Goal of the exercise. Give again, exactly as written, each line of the material below starting at the line that contains "pub fn validate(&self)" and ending at the line that contains "assert!(config.channel_meta.is_empty());". Both ends count, and no other line does.

Material provided.
//! Channel template and kind definitions

use serde::{Deserialize, Serialize};
use std::fmt;

/// Category of a communication channel.
#[derive(Debug, Clone, Copy, PartialEq, Eq, Hash, Serialize, Deserialize)]
#[serde(rename_all = "snake_case")]
pub enum ChannelKind {
    /// The community-wide official channel
    Official,
    /// Generated from a club membership
    Club,
    /// Generated from the member's institution
    Institution,
    /// Generated from the member's batch year
    Batch,
    /// Generated from an event registration
    Event,
    /// Fixed interest/hangout channels open to everyone
    Interest,
}

impl ChannelKind {
    pub fn as_str(&self) -> &'static str {
        match self {
            ChannelKind::Official => "official",
            ChannelKind::Club => "club",
            ChannelKind::Institution => "institution",
            ChannelKind::Batch => "batch",
            ChannelKind::Event => "event",
            ChannelKind::Interest => "interest",
        }
    }
}

impl fmt::Display for ChannelKind {
    fn fmt(&self, f: &mut fmt::Formatter<'_>) -> fmt::Result {
        write!(f, "{}", self.as_str())
    }
}

/// A fixed catalog-level channel entry.
///
/// Templates are identical for every member; the channel resolver places
/// the official channel first and appends the interest channels last.
#[derive(Debug, Clone, PartialEq, Eq, Serialize, Deserialize)]
pub struct ChannelTemplate {
    pub id: String,
    pub display_name: String,
    pub kind: ChannelKind,

    #[serde(default)]
    pub description: String,

    /// Preview line shown before any transcript is fetched
    #[serde(default)]
    pub base_preview: String,
}

impl ChannelTemplate {
    pub fn new(
        id: impl Into<String>,
        display_name: impl Into<String>,
        kind: ChannelKind,
    ) -> Self {
        ChannelTemplate {
            id: id.into(),
            display_name: display_name.into(),
            kind,
            description: String::new(),
            base_preview: String::new(),
        }
    }

    pub fn with_description(mut self, description: impl Into<String>) -> Self {
        self.description = description.into();
        self
    }

    pub fn with_preview(mut self, preview: impl Into<String>) -> Self {
        self.base_preview = preview.into();
        self
    }
}
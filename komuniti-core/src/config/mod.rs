//! Configuration for the portal engine
//!
//! The rule tables and the catalog are plain data, so a deployment can
//! replace them from a TOML file without touching resolver or filter
//! logic. A default-constructed config mirrors the built-in tables
//! exactly.

use crate::core_catalog::{ChannelTemplate, ContentCatalog, ContentItem, StaticCatalog};
use crate::core_channel::MetaRule;
use crate::core_member::{MembershipRule, MembershipRules};
use serde::{Deserialize, Serialize};
use std::fs;
use std::path::Path;

mod error;

pub use error::ConfigError;

/// Membership rule table configuration.
#[derive(Debug, Clone, PartialEq, Eq, Serialize, Deserialize)]
#[serde(default)]
pub struct MembershipConfig {
    /// Batch year applied when no rule supplies one
    pub baseline_batch: String,

    /// Resolution table rows, in evaluation order
    pub rules: Vec<MembershipRule>,
}

impl Default for MembershipConfig {
    fn default() -> Self {
        let builtin = MembershipRules::default();
        MembershipConfig {
            baseline_batch: builtin.baseline_batch().to_owned(),
            rules: builtin.rules().to_vec(),
        }
    }
}

/// Content catalog configuration.
#[derive(Debug, Clone, PartialEq, Eq, Serialize, Deserialize)]
#[serde(default)]
pub struct CatalogConfig {
    pub items: Vec<ContentItem>,
    pub templates: Vec<ChannelTemplate>,
}

impl Default for CatalogConfig {
    fn default() -> Self {
        let seeded = StaticCatalog::seeded();
        CatalogConfig {
            items: seeded.items().to_vec(),
            templates: seeded.templates().to_vec(),
        }
    }
}

/// Top-level engine configuration.
#[derive(Debug, Clone, Default, PartialEq, Eq, Serialize, Deserialize)]
#[serde(default)]
pub struct PortalConfig {
    pub membership: MembershipConfig,
    pub catalog: CatalogConfig,

    /// Channel metadata rows prepended to the built-in table, so they win
    /// over shipped defaults. Matchers run against lowercased names.
    #[serde(skip_serializing_if = "Vec::is_empty")]
    pub channel_meta: Vec<MetaRule>,
}

impl PortalConfig {
    /// Read and validate a TOML configuration file.
    pub fn load(path: impl AsRef<Path>) -> Result<Self, ConfigError> {
        let raw = fs::read_to_string(path)?;
        Self::from_toml_str(&raw)
    }

    /// Parse and validate TOML configuration text.
    pub fn from_toml_str(raw: &str) -> Result<Self, ConfigError> {
        let config: PortalConfig = toml::from_str(raw)?;
        config.validate()?;
        Ok(config)
    }

    /// Reject tables a running engine could not evaluate sensibly:
    /// an empty `contains` pattern would match every identifier, and
    /// duplicate ids would make result lists ambiguous.
    pub fn validate(&self) -> Result<(), ConfigError> {
        for rule in &self.membership.rules {
            if rule.matcher.pattern().is_empty() {
                return Err(ConfigError::Validation(
                    "membership rule with empty match pattern".to_owned(),
                ));
            }
        }
        // Duplicate detection is shared with catalog construction.
        StaticCatalog::new(self.catalog.items.clone(), self.catalog.templates.clone())?;
        Ok(())
    }
}

#[cfg(test)]
mod tests {
    use super::*;
    use crate::core_member::{MatchRule, BASELINE_BATCH};
    use std::io::Write;

    #[test]
    fn test_default_config_mirrors_builtin_tables() {
        let config = PortalConfig::default();
        assert_eq!(config.membership.baseline_batch, BASELINE_BATCH);
        assert_eq!(config.membership.rules.len(), 4);
        assert_eq!(config.catalog.items.len(), 6);
        assert_eq!(config.catalog.templates.len(), 3);
        assert!(config.channel_meta.is_empty());
        assert!(config.validate().is_ok());
    }

    #[test]
    fn test_empty_toml_yields_defaults() {
        let config = PortalConfig::from_toml_str("").unwrap();
        assert_eq!(config, PortalConfig::default());
    }

    #[test]
    fn test_parse_membership_rules_from_toml() {
        let raw = r#"
            [membership]
            baseline_batch = "2026"

            [[membership.rules]]
            matcher = { contains = "777" }
            batch_year = "2027"
            clubs = ["Chess Club"]
            events = ["Winter Retreat"]
        "#;
        let config = PortalConfig::from_toml_str(raw).unwrap();
        assert_eq!(config.membership.baseline_batch, "2026");
        assert_eq!(config.membership.rules.len(), 1);
        assert_eq!(
            config.membership.rules[0].matcher,
            MatchRule::Contains("777".to_owned())
        );
        assert_eq!(config.membership.rules[0].clubs, ["Chess Club"]);
        // Unspecified sections keep the built-in tables.
        assert_eq!(config.catalog.items.len(), 6);
    }

    #[test]
    fn test_parse_catalog_items_from_toml() {
        let raw = r#"
            [[catalog.items]]
            id = "n1"
            title = "Welcome"
            body = "Hello new members"
            audience = "general"

            [[catalog.items]]
            id = "n2"
            title = "Scholars briefing"
            body = "Attendance required"
            audience = { scholarship_targeted = "MARA" }
            read = true

            [[catalog.templates]]
            id = "hall"
            display_name = "Town Hall"
            kind = "official"
        "#;
        let config = PortalConfig::from_toml_str(raw).unwrap();
        assert_eq!(config.catalog.items.len(), 2);
        assert!(config.catalog.items[1].read);
        assert_eq!(config.catalog.templates.len(), 1);
    }

    #[test]
    fn test_rejects_empty_match_pattern() {
        let raw = r#"
            [[membership.rules]]
            matcher = { contains = "" }
        "#;
        let result = PortalConfig::from_toml_str(raw);
        assert!(matches!(result, Err(ConfigError::Validation(_))));
    }

    #[test]
    fn test_rejects_duplicate_item_ids() {
        let raw = r#"
            [[catalog.items]]
            id = "dup"
            title = "A"
            body = "a"
            audience = "general"

            [[catalog.items]]
            id = "dup"
            title = "B"
            body = "b"
            audience = "general"
        "#;
        let result = PortalConfig::from_toml_str(raw);
        assert!(matches!(result, Err(ConfigError::Catalog(_))));
    }

    #[test]
    fn test_malformed_toml_is_a_parse_error() {
        let result = PortalConfig::from_toml_str("[membership");
        assert!(matches!(result, Err(ConfigError::Parse(_))));
    }

    #[test]
    fn test_load_from_file() {
        let mut file = tempfile::NamedTempFile::new().unwrap();
        writeln!(
            file,
            r#"
            [membership]
            baseline_batch = "2030"
            rules = []
            "#
        )
        .unwrap();
        let config = PortalConfig::load(file.path()).unwrap();
        assert_eq!(config.membership.baseline_batch, "2030");
        assert!(config.membership.rules.is_empty());
    }

    #[test]
    fn test_load_missing_file_is_io_error() {
        let result = PortalConfig::load("/nonexistent/portal.toml");
        assert!(matches!(result, Err(ConfigError::Io(_))));
    }

    #[test]
    fn test_config_round_trips_through_toml() {
        let config = PortalConfig::default();
        let raw = toml::to_string(&config).unwrap();
        let parsed = PortalConfig::from_toml_str(&raw).unwrap();
        assert_eq!(parsed, config);
    }
}
//! Configuration error types

use crate::core_catalog::CatalogError;
use thiserror::Error;

#[derive(Debug, Error)]
pub enum ConfigError {
    #[error("failed to read configuration file: {0}")]
    Io(#[from] std::io::Error),

    #[error("failed to parse configuration: {0}")]
    Parse(#[from] toml::de::Error),

    #[error("invalid configuration: {0}")]
    Validation(String),

    #[error(transparent)]
    Catalog(#[from] CatalogError),
}
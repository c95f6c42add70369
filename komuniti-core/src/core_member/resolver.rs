//! Membership resolution rules
//!
//! An ordered table of match rules maps a member identifier to the
//! memberships it implies. Rules are evaluated independently and their
//! results unioned; one identifier may satisfy several patterns. The
//! table is a plain value, so a deployment can swap it out (e.g. from
//! configuration) without touching resolution logic.

use super::membership::MembershipSet;
use serde::{Deserialize, Serialize};
use tracing::debug;

/// Batch year applied when no matching rule supplies one.
pub const BASELINE_BATCH: &str = "2024";

/// How a rule pattern is matched against a member identifier.
///
/// Matching is case-sensitive in both forms.
#[derive(Debug, Clone, PartialEq, Eq, Serialize, Deserialize)]
#[serde(rename_all = "snake_case")]
pub enum MatchRule {
    /// Identifier contains the pattern as a substring
    Contains(String),
    /// Identifier equals the literal exactly
    Exact(String),
}

impl MatchRule {
    pub fn matches(&self, id: &str) -> bool {
        match self {
            MatchRule::Contains(pattern) => id.contains(pattern.as_str()),
            MatchRule::Exact(literal) => id == literal,
        }
    }

    /// The raw pattern text, independent of match form.
    pub fn pattern(&self) -> &str {
        match self {
            MatchRule::Contains(pattern) => pattern,
            MatchRule::Exact(literal) => literal,
        }
    }
}

/// One row of the resolution table.
#[derive(Debug, Clone, PartialEq, Eq, Serialize, Deserialize)]
pub struct MembershipRule {
    pub matcher: MatchRule,

    /// Batch year this row asserts. The batch is a scalar, so the first
    /// matching row that names one wins; club and event additions from
    /// every matching row are unioned regardless.
    #[serde(default)]
    pub batch_year: Option<String>,

    #[serde(default)]
    pub clubs: Vec<String>,

    #[serde(default)]
    pub events: Vec<String>,
}

impl MembershipRule {
    pub fn new(matcher: MatchRule) -> Self {
        MembershipRule {
            matcher,
            batch_year: None,
            clubs: Vec::new(),
            events: Vec::new(),
        }
    }

    pub fn with_batch(mut self, year: impl Into<String>) -> Self {
        self.batch_year = Some(year.into());
        self
    }

    pub fn with_clubs(mut self, clubs: &[&str]) -> Self {
        self.clubs = clubs.iter().map(|c| (*c).to_owned()).collect();
        self
    }

    pub fn with_events(mut self, events: &[&str]) -> Self {
        self.events = events.iter().map(|e| (*e).to_owned()).collect();
        self
    }
}

/// The ordered resolution table.
#[derive(Debug, Clone, PartialEq, Eq, Serialize, Deserialize)]
pub struct MembershipRules {
    rules: Vec<MembershipRule>,
    baseline_batch: String,
}

impl MembershipRules {
    pub fn new(rules: Vec<MembershipRule>, baseline_batch: impl Into<String>) -> Self {
        MembershipRules {
            rules,
            baseline_batch: baseline_batch.into(),
        }
    }

    /// The table rows, in evaluation order.
    pub fn rules(&self) -> &[MembershipRule] {
        &self.rules
    }

    pub fn baseline_batch(&self) -> &str {
        &self.baseline_batch
    }

    /// Derive the membership set a member identifier implies.
    ///
    /// Total: empty or unmatched identifiers resolve to the baseline batch
    /// with no club or event memberships. Matching rows union their club
    /// and event additions in table order, skipping duplicates; the first
    /// matching row that names a batch year supplies it.
    pub fn resolve(&self, id: &str) -> MembershipSet {
        let mut batch_year: Option<&str> = None;
        let mut set = MembershipSet::new(&self.baseline_batch);

        for rule in &self.rules {
            if !rule.matcher.matches(id) {
                continue;
            }
            if batch_year.is_none() {
                batch_year = rule.batch_year.as_deref();
            }
            for club in &rule.clubs {
                set.add_club(club);
            }
            for event in &rule.events {
                set.add_event(event);
            }
        }

        if let Some(year) = batch_year {
            set.batch_year = year.to_owned();
        }

        debug!(
            id = %id,
            batch = %set.batch_year,
            clubs = set.clubs().len(),
            events = set.events().len(),
            "resolved membership"
        );
        set
    }
}

impl Default for MembershipRules {
    /// The built-in table shipped with the portal.
    fn default() -> Self {
        let rules = vec![
            MembershipRule::new(MatchRule::Contains("001".to_owned()))
                .with_batch("2024")
                .with_clubs(&["Badminton Club", "Recreational Club"])
                .with_events(&["Hackathon: Hacktopus", "Cultural Night 2024"]),
            MembershipRule::new(MatchRule::Exact("demo".to_owned()))
                .with_batch("2024")
                .with_clubs(&["Badminton Club", "Recreational Club"])
                .with_events(&["Hackathon: Hacktopus", "Cultural Night 2024"]),
            MembershipRule::new(MatchRule::Contains("002".to_owned()))
                .with_batch("2023")
                .with_clubs(&["Badminton Club", "Photography Club"])
                .with_events(&["Sports Day 2024"]),
            MembershipRule::new(MatchRule::Contains("003".to_owned()))
                .with_batch("2025")
                .with_clubs(&["Recreational Club", "Study Group"])
                .with_events(&["Hackathon: Hacktopus", "Academic Conference"]),
        ];
        MembershipRules::new(rules, BASELINE_BATCH)
    }
}


#[cfg(test)]
mod proptests {
    use super::*;
    use proptest::prelude::*;

    proptest! {
        // Property: resolution is deterministic for any identifier.
        #[test]
        fn prop_resolve_is_deterministic(id in ".*") {
            let rules = MembershipRules::default();
            prop_assert_eq!(rules.resolve(&id), rules.resolve(&id));
        }

        // Property: resolution is total and the batch year is never empty.
        #[test]
        fn prop_resolve_always_yields_batch(id in ".*") {
            let rules = MembershipRules::default();
            let set = rules.resolve(&id);
            prop_assert!(!set.batch_year.is_empty());
        }

        // Property: clubs and events contain no duplicates.
        #[test]
        fn prop_resolve_sets_have_no_duplicates(id in ".*") {
            let rules = MembershipRules::default();
            let set = rules.resolve(&id);
            for (i, club) in set.clubs().iter().enumerate() {
                prop_assert!(!set.clubs()[i + 1..].contains(club));
            }
            for (i, event) in set.events().iter().enumerate() {
                prop_assert!(!set.events()[i + 1..].contains(event));
            }
        }
    }
}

Exercise answer.
    pub fn validate(&self) -> Result<(), ConfigError> {
        for rule in &self.membership.rules {
            if rule.matcher.pattern().is_empty() {
                return Err(ConfigError::Validation(
                    "membership rule with empty match pattern".to_owned(),
                ));
            }
        }
        // Duplicate detection is shared with catalog construction.
        StaticCatalog::new(self.catalog.items.clone(), self.catalog.templates.clone())?;
        Ok(())
    }
}

#[cfg(test)]
mod tests {
    use super::*;
    use crate::core_member::{MatchRule, BASELINE_BATCH};
    use std::io::Write;

    #[test]
    fn test_default_config_mirrors_builtin_tables() {
        let config = PortalConfig::default();
        assert_eq!(config.membership.baseline_batch, BASELINE_BATCH);
        assert_eq!(config.membership.rules.len(), 4);
        assert_eq!(config.catalog.items.len(), 6);
        assert_eq!(config.catalog.templates.len(), 3);
        assert!(config.channel_meta.is_empty());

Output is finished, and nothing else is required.